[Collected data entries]
// src/report.rs

use crate::analyzer::Archive;
use crate::cli::AnalyzeArgs;
use crate::ranking::{top_tags, top_users, MetricValue, TagMetric, UserMetric};
use std::fmt::Display;
use std::io::{self, Write};

/// Table sizes and the floors that keep thin samples out of average rankings
#[derive(Debug, Clone, Copy, PartialEq, Eq)]
pub struct ReportOptions {
    pub top: usize,
    pub min_views: i64,
    pub min_posts: i64,
}

impl Default for ReportOptions {
    fn default() -> Self {
        ReportOptions { top: 10, min_views: 20, min_posts: 10 }
    }
}

impl From<&AnalyzeArgs> for ReportOptions {
    fn from(args: &AnalyzeArgs) -> Self {
        ReportOptions { top: args.top, min_views: args.min_views, min_posts: args.min_posts }
    }
}

/// Prints every tag and user table followed by the date range.
pub fn write_report<W: Write>(mut out: W, archive: &Archive, options: &ReportOptions) -> io::Result<()> {
    for metric in TagMetric::ALL {
        let min_views = if metric == TagMetric::Average { options.min_views } else { 0 };
        let rows = top_tags(&archive.tags, metric, options.top, min_views);
        writeln!(out, "----")?;
        write_table(&mut out, "tags", "Tag", metric.name(), options.top, &rows)?;
    }

    for metric in UserMetric::ALL {
        let min_posts = if metric == UserMetric::Average { options.min_posts } else { 0 };
        let rows = top_users(&archive.users, metric, options.top, min_posts);
        writeln!(out, "----")?;
        write_table(&mut out, "users", "UserID", metric.name(), options.top, &rows)?;
    }

    writeln!(out, "----")?;
    write_date_range(&mut out, archive)
}

fn write_table<W: Write, K: Display>(
    out: &mut W,
    subject: &str,
    key_header: &str,
    metric: &str,
    top: usize,
    rows: &[(K, MetricValue)],
) -> io::Result<()> {
    writeln!(out, "Top {} {} based on {}:", top, subject, metric)?;
    writeln!(out, "{:<4}\t{:<18}\t{:>5}", "Rank", key_header, metric.to_uppercase())?;
    for (i, (key, value)) in rows.iter().enumerate() {
        writeln!(out, "#{:<4}\t{:<18}\t{:>5}", i + 1, key.to_string(), value)?;
    }
    Ok(())
}

pub fn write_date_range<W: Write>(mut out: W, archive: &Archive) -> io::Result<()> {
    let summary = &archive.summary;
    writeln!(out, "First post: {}", summary.first_post_date)?;
    writeln!(out, "Last post: {}", summary.last_post_date)?;
    writeln!(
        out,
        "Archive spans approximately {} days, with {} posts.",
        summary.span_days(),
        summary.total_posts
    )
}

EXERCISE INSTRUCTIONS:
Which lines of the records contain "writeln"? Show each of them.

EXERCISE RESPONSE:
        writeln!(out, "----")?;
        writeln!(out, "----")?;
    writeln!(out, "----")?;
    writeln!(out, "Top {} {} based on {}:", top, subject, metric)?;
    writeln!(out, "{:<4}\t{:<18}\t{:>5}", "Rank", key_header, metric.to_uppercase())?;
        writeln!(out, "#{:<4}\t{:<18}\t{:>5}", i + 1, key.to_string(), value)?;
    writeln!(out, "First post: {}", summary.first_post_date)?;
    writeln!(out, "Last post: {}", summary.last_post_date)?;
    writeln!(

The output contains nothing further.